[EXERCISE INPUTS — start]
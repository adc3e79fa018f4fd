//! Removal of diagram fences ahead of Markdown rendering.
//!
//! Diagrams cannot be drawn in a printed document, so every fence tagged with
//! a diagram language is swapped for a blockquote pointing readers at the
//! interactive source. Fences are located on the CommonMark block tree, keyed
//! on the language tag, so diagrams nested in quotes or list items are found
//! and ordinary code samples pass through untouched, even when they contain a
//! diagram fence themselves.

use comrak::{Arena, Options, nodes::NodeValue, parse_document};
use tracing::{debug, warn};

/// Languages whose fences are stripped when nothing else is configured.
pub const DEFAULT_DIAGRAM_LANGUAGES: &[&str] = &["mermaid"];

/// Result of a strip pass.
#[derive(Debug, Clone, PartialEq, Eq)]
pub struct StripOutcome {
    pub markdown: String,
    /// Number of diagram blocks replaced by a note.
    pub stripped: usize,
    /// Set when a diagram block had no closing fence and ran to the end of its container.
    pub unterminated: bool,
}

#[derive(Debug, Clone)]
pub struct DiagramStripper {
    languages: Vec<String>,
    note: String,
}

/// Source lines (1-based, inclusive) covered by one diagram fence.
#[derive(Debug, Clone, Copy, PartialEq, Eq)]
struct DiagramSpan {
    first_line: usize,
    last_line: usize,
    /// Byte length of the container prefix (quote markers, list indent) on the opening line.
    prefix_len: usize,
    closed: bool,
}

impl DiagramStripper {
    /// `link` is the target of the note's "interactive version" link, usually
    /// the source document itself.
    pub fn new<I, S>(languages: I, link: &str) -> Self
    where
        I: IntoIterator<Item = S>,
        S: AsRef<str>,
    {
        Self {
            languages: languages
                .into_iter()
                .map(|lang| lang.as_ref().trim().to_ascii_lowercase())
                .filter(|lang| !lang.is_empty())
                .collect(),
            note: diagram_note(link),
        }
    }

    pub fn note(&self) -> &str {
        &self.note
    }

    pub fn strip(&self, markdown: &str) -> StripOutcome {
        let spans = self.find_diagrams(markdown);
        if spans.is_empty() {
            return StripOutcome {
                markdown: markdown.to_string(),
                stripped: 0,
                unterminated: false,
            };
        }

        let mut output = String::with_capacity(markdown.len());
        let mut pending = spans.iter().peekable();

        for (index, line) in markdown.split_inclusive('\n').enumerate() {
            let number = index + 1;
            let Some(span) = pending.peek().copied() else {
                output.push_str(line);
                continue;
            };

            if number < span.first_line {
                output.push_str(line);
                continue;
            }
            if number == span.first_line {
                let prefix = line.get(..span.prefix_len).unwrap_or("");
                self.push_note(&mut output, prefix);
            }
            if number >= span.last_line {
                pending.next();
            }
        }

        let unterminated = spans.iter().any(|span| !span.closed);
        if unterminated {
            warn!(
                target = "application::diagrams",
                "Diagram block is missing its closing fence; stripped to the end of its container"
            );
        }

        StripOutcome {
            markdown: output,
            stripped: spans.len(),
            unterminated,
        }
    }

    fn find_diagrams(&self, markdown: &str) -> Vec<DiagramSpan> {
        let arena = Arena::new();
        let root = parse_document(&arena, markdown, &Options::default());

        root.descendants()
            .filter_map(|node| {
                let data = node.data.borrow();
                let NodeValue::CodeBlock(block) = &data.value else {
                    return None;
                };
                let language = block.info.split_whitespace().next().unwrap_or("");
                if !block.fenced || !self.is_diagram(language) {
                    return None;
                }

                debug!(
                    target = "application::diagrams",
                    language,
                    line = data.sourcepos.start.line,
                    "Stripping diagram block"
                );
                let start = data.sourcepos.start;
                Some(DiagramSpan {
                    first_line: start.line,
                    last_line: data.sourcepos.end.line.max(start.line),
                    prefix_len: start.column.saturating_sub(1),
                    closed: block.closed,
                })
            })
            .collect()
    }

    fn is_diagram(&self, language: &str) -> bool {
        let language = language.to_ascii_lowercase();
        self.languages.iter().any(|candidate| *candidate == language)
    }

    /// Writes the note as its own blockquote inside the fence's container.
    /// `prefix` is the text before the opening fence on its line; list
    /// markers in it are kept on the note line only.
    fn push_note(&self, output: &mut String, prefix: &str) {
        let continuation = continuation_prefix(prefix);
        let blank = continuation.trim_end();

        if !output.is_empty() && !output.ends_with('\n') {
            output.push('\n');
        }
        output.push_str(blank);
        output.push('\n');
        output.push_str(prefix);
        output.push_str(&self.note);
        output.push('\n');
        output.push_str(blank);
        output.push('\n');
    }
}

/// Markdown blockquote that replaces a stripped diagram.
pub fn diagram_note(link: &str) -> String {
    format!("> **📊 Diagram:** See interactive version at [{link}]({link})")
}

/// Prefix for lines that continue the container of `prefix`: quote markers
/// and tabs stay, list markers become indentation.
fn continuation_prefix(prefix: &str) -> String {
    prefix
        .chars()
        .map(|ch| match ch {
            '>' | '\t' => ch,
            _ => ' ',
        })
        .collect()
}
[EXERCISE INPUTS — finish]
WHAT NEEDS TO BE DONE: Could you return all of the entries exactly as they stand?

EXERCISE RESULT:
repository adc3e79fa018f4fd
//! Removal of diagram fences ahead of Markdown rendering.
//!
//! Diagrams cannot be drawn in a printed document, so every fence tagged with
//! a diagram language is swapped for a blockquote pointing readers at the
//! interactive source. Fences are located on the CommonMark block tree, keyed
//! on the language tag, so diagrams nested in quotes or list items are found
//! and ordinary code samples pass through untouched, even when they contain a
//! diagram fence themselves.

use comrak::{Arena, Options, nodes::NodeValue, parse_document};
use tracing::{debug, warn};

/// Languages whose fences are stripped when nothing else is configured.
pub const DEFAULT_DIAGRAM_LANGUAGES: &[&str] = &["mermaid"];

/// Result of a strip pass.
#[derive(Debug, Clone, PartialEq, Eq)]
pub struct StripOutcome {
    pub markdown: String,
    /// Number of diagram blocks replaced by a note.
    pub stripped: usize,
    /// Set when a diagram block had no closing fence and ran to the end of its container.
    pub unterminated: bool,
}

#[derive(Debug, Clone)]
pub struct DiagramStripper {
    languages: Vec<String>,
    note: String,
}

/// Source lines (1-based, inclusive) covered by one diagram fence.
#[derive(Debug, Clone, Copy, PartialEq, Eq)]
struct DiagramSpan {
    first_line: usize,
    last_line: usize,
    /// Byte length of the container prefix (quote markers, list indent) on the opening line.
    prefix_len: usize,
    closed: bool,
}

impl DiagramStripper {
    /// `link` is the target of the note's "interactive version" link, usually
    /// the source document itself.
    pub fn new<I, S>(languages: I, link: &str) -> Self
    where
        I: IntoIterator<Item = S>,
        S: AsRef<str>,
    {
        Self {
            languages: languages
                .into_iter()
                .map(|lang| lang.as_ref().trim().to_ascii_lowercase())
                .filter(|lang| !lang.is_empty())
                .collect(),
            note: diagram_note(link),
        }
    }

    pub fn note(&self) -> &str {
        &self.note
    }

    pub fn strip(&self, markdown: &str) -> StripOutcome {
        let spans = self.find_diagrams(markdown);
        if spans.is_empty() {
            return StripOutcome {
                markdown: markdown.to_string(),
                stripped: 0,
                unterminated: false,
            };
        }

        let mut output = String::with_capacity(markdown.len());
        let mut pending = spans.iter().peekable();

        for (index, line) in markdown.split_inclusive('\n').enumerate() {
            let number = index + 1;
            let Some(span) = pending.peek().copied() else {
                output.push_str(line);
                continue;
            };

            if number < span.first_line {
                output.push_str(line);
                continue;
            }
            if number == span.first_line {
                let prefix = line.get(..span.prefix_len).unwrap_or("");
                self.push_note(&mut output, prefix);
            }
            if number >= span.last_line {
                pending.next();
            }
        }

        let unterminated = spans.iter().any(|span| !span.closed);
        if unterminated {
            warn!(
                target = "application::diagrams",
                "Diagram block is missing its closing fence; stripped to the end of its container"
            );
        }

        StripOutcome {
            markdown: output,
            stripped: spans.len(),
            unterminated,
        }
    }

    fn find_diagrams(&self, markdown: &str) -> Vec<DiagramSpan> {
        let arena = Arena::new();
        let root = parse_document(&arena, markdown, &Options::default());

        root.descendants()
            .filter_map(|node| {
                let data = node.data.borrow();
                let NodeValue::CodeBlock(block) = &data.value else {
                    return None;
                };
                let language = block.info.split_whitespace().next().unwrap_or("");
                if !block.fenced || !self.is_diagram(language) {
                    return None;
                }

                debug!(
                    target = "application::diagrams",
                    language,
                    line = data.sourcepos.start.line,
                    "Stripping diagram block"
                );
                let start = data.sourcepos.start;
                Some(DiagramSpan {
                    first_line: start.line,
                    last_line: data.sourcepos.end.line.max(start.line),
                    prefix_len: start.column.saturating_sub(1),
                    closed: block.closed,
                })
            })
            .collect()
    }

    fn is_diagram(&self, language: &str) -> bool {
        let language = language.to_ascii_lowercase();
        self.languages.iter().any(|candidate| *candidate == language)
    }

    /// Writes the note as its own blockquote inside the fence's container.
    /// `prefix` is the text before the opening fence on its line; list
    /// markers in it are kept on the note line only.
    fn push_note(&self, output: &mut String, prefix: &str) {
        let continuation = continuation_prefix(prefix);
        let blank = continuation.trim_end();

        if !output.is_empty() && !output.ends_with('\n') {
            output.push('\n');
        }
        output.push_str(blank);
        output.push('\n');
        output.push_str(prefix);
        output.push_str(&self.note);
        output.push('\n');
        output.push_str(blank);
        output.push('\n');
    }
}

/// Markdown blockquote that replaces a stripped diagram.
pub fn diagram_note(link: &str) -> String {
    format!("> **📊 Diagram:** See interactive version at [{link}]({link})")
}

/// Prefix for lines that continue the container of `prefix`: quote markers
/// and tabs stay, list markers become indentation.
fn continuation_prefix(prefix: &str) -> String {
    prefix
        .chars()
        .map(|ch| match ch {
            '>' | '\t' => ch,
            _ => ' ',
        })
        .collect()
}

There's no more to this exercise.